The end result is that developers opt to go the general plan amendment route and thus have no incentive to actually build in the higher-density villages where affordability is easier and where fire risk is lower and habitat loss is reduced. It is one of the main reasons the county has done a poor job building housing to begin with.
Making matters worse, none of these projects includes any affordable housing, despite a county requirement that they do so. These projects average in the mid $650,000 range ($663,000 for Newland and $770,000 for Valiano, for example). This will certainly not provide an incentive for people to move from Riverside, where you can buy a suburban home in the mid $400,000s. And that’s not including the homeowner association and special district fees that can add $700 to $1,000 a month to the monthly payments, bringing down affordability even more.
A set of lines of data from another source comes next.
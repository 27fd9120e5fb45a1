// FilePress - Content-aware file compression
// Copyright (C) 2025 FilePress Contributors
//
// This program is free software: you can redistribute it and/or modify
// it under the terms of the GNU Affero General Public License as published
// by the Free Software Foundation, either version 3 of the License, or
// (at your option) any later version.
//
// This program is distributed in the hope that it will be useful,
// but WITHOUT ANY WARRANTY; without even the implied warranty of
// MERCHANTABILITY or FITNESS FOR A PARTICULAR PURPOSE. See the
// GNU Affero General Public License for more details.

//! Per-dispatch compression report

use crate::classify::Category;
use crate::registry::{CodecSettings, StrategyKind};
use serde::{Deserialize, Serialize};
use std::time::Duration;

/// What a dispatch did and how well it worked
#[derive(Debug, Clone, PartialEq, Serialize, Deserialize)]
pub struct CompressionReport {
    /// Classification of the upload
    pub category: Category,
    /// Strategy that ran
    pub strategy: StrategyKind,
    /// Codec parameters used
    pub settings: CodecSettings,
    /// Input size in bytes
    pub original_size: usize,
    /// Output size in bytes
    pub compressed_size: usize,
    /// Time spent in the strategy
    pub elapsed: Duration,
}

impl CompressionReport {
    /// Create a report
    pub fn new(
        category: Category,
        strategy: StrategyKind,
        settings: CodecSettings,
        original_size: usize,
        compressed_size: usize,
        elapsed: Duration,
    ) -> Self {
        Self {
            category,
            strategy,
            settings,
            original_size,
            compressed_size,
            elapsed,
        }
    }

    /// Compression ratio (original / compressed)
    ///
    /// 1.0 when either side is empty.
    pub fn ratio(&self) -> f64 {
        if self.original_size == 0 || self.compressed_size == 0 {
            1.0
        } else {
            self.original_size as f64 / self.compressed_size as f64
        }
    }

    /// Bytes saved; zero when the output grew
    pub fn space_saved(&self) -> usize {
        self.original_size.saturating_sub(self.compressed_size)
    }

    /// Space saved as a percentage of the original; negative when the output grew
    pub fn space_saved_percent(&self) -> f64 {
        if self.original_size == 0 {
            0.0
        } else {
            (1.0 - self.compressed_size as f64 / self.original_size as f64) * 100.0
        }
    }

    /// True when the output is smaller than the input
    pub fn is_smaller(&self) -> bool {
        self.compressed_size < self.original_size
    }
}
// FilePress - Content-aware file compression
// Copyright (C) 2025 FilePress Contributors
//
// This program is free software: you can redistribute it and/or modify
// it under the terms of the GNU Affero General Public License as published
// by the Free Software Foundation, either version 3 of the License, or
// (at your option) any later version.
//
// This program is distributed in the hope that it will be useful,
// but WITHOUT ANY WARRANTY; without even the implied warranty of
// MERCHANTABILITY or FITNESS FOR A PARTICULAR PURPOSE. See the
// GNU Affero General Public License for more details.


use crate::error::{ConfigError, ConfigResult};
use crate::schema::Config;
use crate::validation::Validator;
use std::path::{Path, PathBuf};
use tokio::fs;
use tracing::{debug, info};

/// Prefix shared by every environment override
pub const ENV_PREFIX: &str = "FILEPRESS_";

/// Configuration format
#[derive(Debug, Clone, Copy, PartialEq, Eq)]
pub enum ConfigFormat {
    /// TOML
    Toml,
    /// YAML
    Yaml,
    /// JSON
    Json,
}

impl ConfigFormat {
    /// Detect format from file extension
    pub fn from_path<P: AsRef<Path>>(path: P) -> ConfigResult<Self> {
        let path = path.as_ref();
        match path.extension().and_then(|ext| ext.to_str()) {
            Some("toml") => Ok(ConfigFormat::Toml),
            Some("yaml") | Some("yml") => Ok(ConfigFormat::Yaml),
            Some("json") => Ok(ConfigFormat::Json),
            Some(ext) => Err(ConfigError::UnsupportedFormat(ext.to_string())),
            None => Err(ConfigError::NoExtension(path.to_path_buf())),
        }
    }

    /// Get format name as string
    pub fn name(&self) -> &'static str {
        match self {
            ConfigFormat::Toml => "TOML",
            ConfigFormat::Yaml => "YAML",
            ConfigFormat::Json => "JSON",
        }
    }
}

/// Configuration loader
pub struct ConfigLoader {
    validate: bool,
}

impl ConfigLoader {
    /// Create a new configuration loader
    pub fn new() -> Self {
        ConfigLoader { validate: true }
    }

    /// Create a loader without validation
    pub fn without_validation() -> Self {
        ConfigLoader { validate: false }
    }

    /// Load configuration from a file
    pub async fn load_file<P: AsRef<Path>>(&self, path: P) -> ConfigResult<Config> {
        let path = path.as_ref();
        debug!("Loading configuration from: {}", path.display());

        if !path.exists() {
            return Err(ConfigError::NotFound(path.to_path_buf()));
        }

        let format = ConfigFormat::from_path(path)?;
        let content = fs::read_to_string(path).await?;

        info!(
            "Loaded {} configuration file: {}",
            format.name(),
            path.display()
        );

        self.load_from_string(&content, format)
    }

    /// Load configuration from a string
    pub fn load_from_string(&self, content: &str, format: ConfigFormat) -> ConfigResult<Config> {
        let config: Config = match format {
            ConfigFormat::Toml => toml::from_str(content)?,
            ConfigFormat::Yaml => serde_yaml::from_str(content)?,
            ConfigFormat::Json => serde_json::from_str(content)?,
        };

        debug!("Configuration loaded from {}", format.name());

        if self.validate {
            config.validate()?;
        }

        Ok(config)
    }

    /// Load an optional file, then apply environment overrides
    ///
    /// Without a path the built-in defaults are used. Validation runs after
    /// the overrides, so an override can fix or break a file value.
    pub async fn load(&self, path: Option<&Path>) -> ConfigResult<Config> {
        let mut config = match path {
            Some(path) => Self::without_validation().load_file(path).await?,
            None => Config::default(),
        };
        self.apply_env_overrides(&mut config)?;

        if self.validate {
            config.validate()?;
            info!("Configuration validated successfully");
        }

        Ok(config)
    }

    /// Apply `FILEPRESS_*` environment variable overrides
    pub fn apply_env_overrides(&self, config: &mut Config) -> ConfigResult<()> {
        self.apply_overrides_from(config, |name| std::env::var(name).ok())
    }

    /// Apply overrides from an arbitrary lookup (tests pass a map here)
    pub fn apply_overrides_from<F>(&self, config: &mut Config, lookup: F) -> ConfigResult<()>
    where
        F: Fn(&str) -> Option<String>,
    {
        // Server settings
        if let Some(value) = lookup("FILEPRESS_HOST") {
            config.server.host = value;
        }
        if let Some(value) = lookup("FILEPRESS_PORT") {
            config.server.port = parse_number("FILEPRESS_PORT", &value, "a port number (1-65535)")?;
        }
        if let Some(value) = lookup("FILEPRESS_MAX_UPLOAD_BYTES") {
            config.server.max_upload_bytes =
                parse_number("FILEPRESS_MAX_UPLOAD_BYTES", &value, "a byte count")?;
        }

        // Compression settings
        if let Some(value) = lookup("FILEPRESS_DEFAULT_MODE") {
            config.compression.default_mode = value;
        }
        if let Some(value) = lookup("FILEPRESS_TEMP_DIR") {
            config.compression.temp_dir = if value.is_empty() {
                None
            } else {
                Some(PathBuf::from(value))
            };
        }

        // Transcoder settings
        if let Some(value) = lookup("FILEPRESS_FFMPEG") {
            config.transcoder.binary = value;
        }
        if let Some(value) = lookup("FILEPRESS_MAX_TRANSCODES") {
            config.transcoder.max_concurrent =
                parse_number("FILEPRESS_MAX_TRANSCODES", &value, "a whole number")?;
        }
        if let Some(value) = lookup("FILEPRESS_TRANSCODE_TIMEOUT") {
            config.transcoder.timeout_secs =
                parse_number("FILEPRESS_TRANSCODE_TIMEOUT", &value, "whole seconds")?;
        }

        // Observability settings
        if let Some(value) = lookup("FILEPRESS_LOG_LEVEL") {
            config.observability.log_level = value;
        }
        if let Some(value) = lookup("FILEPRESS_LOG_FORMAT") {
            config.observability.log_format = value;
        }

        Ok(())
    }
}

impl Default for ConfigLoader {
    fn default() -> Self {
        Self::new()
    }
}

fn parse_number<T: std::str::FromStr>(variable: &str, value: &str, reason: &str) -> ConfigResult<T> {
    value
        .trim()
        .parse()
        .map_err(|_| ConfigError::env_override(variable, value, reason))
}
// FilePress - Content-aware file compression
// Copyright (C) 2025 FilePress Contributors
//
// This program is free software: you can redistribute it and/or modify
// it under the terms of the GNU Affero General Public License as published
// by the Free Software Foundation, either version 3 of the License, or
// (at your option) any later version.
//
// This program is distributed in the hope that it will be useful,
// but WITHOUT ANY WARRANTY; without even the implied warranty of
// MERCHANTABILITY or FITNESS FOR A PARTICULAR PURPOSE. See the
// GNU Affero General Public License for more details.


use crate::context::{declared_type, upload_name};
use crate::output;
use anyhow::Result;
use clap::Parser;
use filepress_compression::{
    classify, Category, CodecSettings, Mode, StrategyKind, StrategyRegistry, UploadArtifact,
};
use serde::Serialize;
use std::path::PathBuf;

/// Show which strategy a file would get, without compressing it
#[derive(Parser, Debug)]
pub struct ClassifyCmd {
    /// File to classify (only the name is used)
    #[arg(value_name = "FILE")]
    pub file: PathBuf,

    /// Declared media type; inferred from the extension when omitted
    #[arg(short = 't', long = "type", value_name = "MIME")]
    pub media_type: Option<String>,

    /// Print as JSON
    #[arg(long)]
    pub json: bool,
}

#[derive(Serialize)]
struct Classification {
    file_name: String,
    declared_type: String,
    category: Category,
    strategy: StrategyKind,
    quality: CodecSettings,
    max: CodecSettings,
}

impl ClassifyCmd {
    pub fn execute(&self) -> Result<()> {
        let file_name = upload_name(&self.file);
        let declared_type = declared_type(&self.file, self.media_type.as_deref());
        let category = classify(&declared_type, &file_name);
        let strategy = StrategyRegistry::with_defaults().resolve(category);

        // Settings depend only on type, name and mode
        let settings_for = |mode| {
            strategy.settings(&UploadArtifact::new(
                Vec::new(),
                declared_type.as_str(),
                file_name.as_str(),
                mode,
            ))
        };
        let result = Classification {
            quality: settings_for(Mode::Quality),
            max: settings_for(Mode::Max),
            strategy: strategy.kind(),
            category,
            file_name,
            declared_type,
        };

        if self.json {
            println!("{}", serde_json::to_string_pretty(&result)?);
            return Ok(());
        }

        output::header(&result.file_name);
        output::detail(
            "Declared type",
            if result.declared_type.is_empty() {
                "(none)"
            } else {
                &result.declared_type
            },
        );
        output::detail("Category", result.category.as_str());
        output::detail("Strategy", result.strategy.as_str());
        output::detail("Quality", &result.quality.to_string());
        output::detail("Max", &result.max.to_string());
        Ok(())
    }
}
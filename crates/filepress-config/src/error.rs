// FilePress - Content-aware file compression
// Copyright (C) 2025 FilePress Contributors
//
// This program is free software: you can redistribute it and/or modify
// it under the terms of the GNU Affero General Public License as published
// by the Free Software Foundation, either version 3 of the License, or
// (at your option) any later version.
//
// This program is distributed in the hope that it will be useful,
// but WITHOUT ANY WARRANTY; without even the implied warranty of
// MERCHANTABILITY or FITNESS FOR A PARTICULAR PURPOSE. See the
// GNU Affero General Public License for more details.


//! Configuration errors

use std::path::PathBuf;
use thiserror::Error;

/// Errors raised while loading or validating FilePress configuration
#[derive(Error, Debug)]
pub enum ConfigError {
    /// Reading the config file failed
    #[error("cannot read FilePress config: {0}")]
    Io(#[from] std::io::Error),

    /// The TOML document does not match the config schema
    #[error("invalid TOML in FilePress config: {0}")]
    Toml(#[from] toml::de::Error),

    /// The YAML document does not match the config schema
    #[error("invalid YAML in FilePress config: {0}")]
    Yaml(#[from] serde_yaml::Error),

    /// The JSON document does not match the config schema
    #[error("invalid JSON in FilePress config: {0}")]
    Json(#[from] serde_json::Error),

    /// The file extension is not one of toml, yaml, yml or json
    #[error("config file extension '.{0}' is not supported (use .toml, .yaml, .yml or .json)")]
    UnsupportedFormat(String),

    /// `--config` / `FILEPRESS_CONFIG` points at nothing
    #[error("config file {} does not exist", .0.display())]
    NotFound(PathBuf),

    /// The path has no extension to pick a parser from
    #[error("config file {} has no extension; cannot tell its format", .0.display())]
    NoExtension(PathBuf),

    /// A `FILEPRESS_*` override could not be parsed
    #[error("{variable}={value:?} is not valid: expected {expected}")]
    EnvOverride {
        /// Variable name, e.g. `FILEPRESS_PORT`
        variable: String,
        /// Raw value from the environment
        value: String,
        /// What the variable accepts
        expected: String,
    },

    /// A field holds a value outside its allowed range
    #[error("config field '{field}' is invalid: {reason}")]
    InvalidValue {
        /// Dotted field path, e.g. `transcoder.max_concurrent`
        field: String,
        /// What is wrong with it
        reason: String,
    },

    /// A required field is empty
    #[error("config field '{0}' must not be empty")]
    MissingRequired(String),
}

impl ConfigError {
    /// A `FILEPRESS_*` override that failed to parse
    pub fn env_override(
        variable: impl Into<String>,
        value: impl Into<String>,
        expected: impl Into<String>,
    ) -> Self {
        ConfigError::EnvOverride {
            variable: variable.into(),
            value: value.into(),
            expected: expected.into(),
        }
    }

    /// A field with an out-of-range value
    pub fn invalid_value(field: impl Into<String>, reason: impl Into<String>) -> Self {
        ConfigError::InvalidValue {
            field: field.into(),
            reason: reason.into(),
        }
    }
}

/// Result alias for configuration operations
pub type ConfigResult<T> = Result<T, ConfigError>;

#[cfg(test)]
mod tests {
    use super::*;

    #[test]
    fn test_env_override_names_variable() {
        let err = ConfigError::env_override("FILEPRESS_PORT", "eighty", "a port number");
        assert_eq!(
            err.to_string(),
            "FILEPRESS_PORT=\"eighty\" is not valid: expected a port number"
        );
    }

    #[test]
    fn test_invalid_value_names_field() {
        let err = ConfigError::invalid_value("transcoder.max_concurrent", "must be at least 1");
        assert_eq!(
            err.to_string(),
            "config field 'transcoder.max_concurrent' is invalid: must be at least 1"
        );
    }
}
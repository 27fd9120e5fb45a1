// FilePress - Content-aware file compression
// Copyright (C) 2025 FilePress Contributors
//
// This program is free software: you can redistribute it and/or modify
// it under the terms of the GNU Affero General Public License as published
// by the Free Software Foundation, either version 3 of the License, or
// (at your option) any later version.
//
// This program is distributed in the hope that it will be useful,
// but WITHOUT ANY WARRANTY; without even the implied warranty of
// MERCHANTABILITY or FITNESS FOR A PARTICULAR PURPOSE. See the
// GNU Affero General Public License for more details.


//! Settings shared by every command.

use anyhow::{Context as _, Result};
use filepress_compression::{
    extension_of, mime_for_extension, CompressionOrchestrator, Mode, StrategyRegistry,
    TempResourceManager, Transcoder, TranscoderConfig,
};
use filepress_config::Config;
use std::path::Path;

/// Loaded configuration plus global flags
pub struct Context {
    /// Effective configuration (file, then environment)
    pub config: Config,
    /// `--quiet`
    pub quiet: bool,
}

impl Context {
    /// Create a context
    pub fn new(config: Config, quiet: bool) -> Self {
        Self { config, quiet }
    }

    /// Mode used when `--mode` is not given
    pub fn default_mode(&self) -> Mode {
        Mode::parse(&self.config.compression.default_mode)
    }

    /// Transcoder settings, with an optional binary override
    pub fn transcoder_config(&self, binary: Option<&Path>) -> TranscoderConfig {
        let section = &self.config.transcoder;
        TranscoderConfig {
            binary: binary
                .map(Path::to_path_buf)
                .unwrap_or_else(|| section.binary.clone().into()),
            max_concurrent: section.max_concurrent,
            timeout: section.timeout(),
        }
    }

    /// Orchestrator for this run; creates the temp directory if needed
    pub async fn orchestrator(&self) -> Result<CompressionOrchestrator> {
        let temp_dir = self.config.compression.resolved_temp_dir();
        tokio::fs::create_dir_all(&temp_dir)
            .await
            .with_context(|| format!("Failed to create temp directory {}", temp_dir.display()))?;

        Ok(CompressionOrchestrator::new(StrategyRegistry::new(
            Transcoder::new(self.transcoder_config(None)),
            TempResourceManager::new(temp_dir),
        )))
    }
}

/// File name component of `path`, as sent by an uploading client
pub fn upload_name(path: &Path) -> String {
    path.file_name()
        .map(|n| n.to_string_lossy().into_owned())
        .unwrap_or_default()
}

/// Declared type: the explicit `--type`, else inferred from the extension
///
/// Unknown extensions give an empty type, like a client that sent none.
pub fn declared_type(path: &Path, explicit: Option<&str>) -> String {
    match explicit {
        Some(mime) => mime.to_string(),
        None => mime_for_extension(&extension_of(&upload_name(path)))
            .unwrap_or_default()
            .to_string(),
    }
}

#[cfg(test)]
mod tests {
    use super::*;
    use filepress_config::CompressionConfig;
    use std::path::PathBuf;
    use std::time::Duration;

    #[test]
    fn test_declared_type() {
        assert_eq!(declared_type(Path::new("dir/Photo.JPG"), None), "image/jpeg");
        assert_eq!(declared_type(Path::new("notes.txt"), Some("text/markdown")), "text/markdown");
        assert_eq!(declared_type(Path::new("blob.qqq"), None), "");
        assert_eq!(declared_type(Path::new("README"), None), "");
    }

    #[test]
    fn test_transcoder_override() {
        let ctx = Context::new(Config::default(), false);
        let overridden = ctx.transcoder_config(Some(Path::new("/opt/ffmpeg")));
        assert_eq!(overridden.binary, PathBuf::from("/opt/ffmpeg"));
        assert_eq!(overridden.timeout, Duration::from_secs(600));

        let configured = ctx.transcoder_config(None);
        assert_eq!(configured.binary, PathBuf::from("ffmpeg"));
    }

    #[test]
    fn test_default_mode_from_config() {
        let config = Config {
            compression: CompressionConfig {
                default_mode: "max".to_string(),
                temp_dir: None,
            },
            ..Default::default()
        };
        assert_eq!(Context::new(config, false).default_mode(), Mode::Max);
    }
}
// FilePress - Content-aware file compression
// Copyright (C) 2025 FilePress Contributors
//
// This program is free software: you can redistribute it and/or modify
// it under the terms of the GNU Affero General Public License as published
// by the Free Software Foundation, either version 3 of the License, or
// (at your option) any later version.
//
// This program is distributed in the hope that it will be useful,
// but WITHOUT ANY WARRANTY; without even the implied warranty of
// MERCHANTABILITY or FITNESS FOR A PARTICULAR PURPOSE. See the
// GNU Affero General Public License for more details.


//! Logging for FilePress binaries
//!
//! Thin layer over `tracing-subscriber` that turns the `observability`
//! config section and CLI verbosity flags into one global subscriber.
//!
//! ```no_run
//! use filepress_observability::{init_tracing_with_config, LogConfig};
//!
//! let config = LogConfig::from_settings("info", "json")
//!     .unwrap()
//!     .with_verbosity(false, false);
//! init_tracing_with_config(config).unwrap();
//! ```

pub mod config;
pub mod initialization;

pub use config::{LogConfig, LogError, LogFormat, LogOutput};
pub use initialization::{init_tracing, init_tracing_with_config};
This all brings us to the Safeguard Our San Diego Countryside initiative that has Manolatos and his allies in a tizzy. This “smart growth” initiative is intended to preserve the principles behind the “smart growth” general plan and ensure that the public has some input whenever there is a wholesale change being proposed in rural areas by developers. If speculators want to make drastic changes to how we develop our region, it should be brought to a vote of the people to ensure it is in the public’s best interest.
The initiative would require a higher threshold for general plan amendments and would, in effect, incentivize the type of housing that our region needs: village-oriented, higher density, more affordable housing closer to jobs and away from high-risk fire areas. In fact, even the county’s staff report acknowledges that:
“it is possible that passage of the Initiative could result in a renewed focus on Village lands. With continued housing demand, and the reduced availability of Semi-Rural and Rural lands, development in Villages may become more attractive to developers.”
If Manolatos and his anti-Sierra Club coalition of special interests truly feel the general plan needs updating then we should start a process to revamp it and to allow all stakeholders to weigh in. No, they would rather let a handful of developers and their out-of-town speculators tear apart the sustainable, smart-growth-oriented plan for their convenience. With the Save our San Diego Countryside initiative, we at least have a say.
JP Theberge runs a public opinion and market research company and is the director of Grow the San Diego Way, providing data and analysis on housing issues in San Diego County. He also serves on the board of San Diegans for Managed Growth, which is backing the Save Our San Diego Countryside ballot initiative.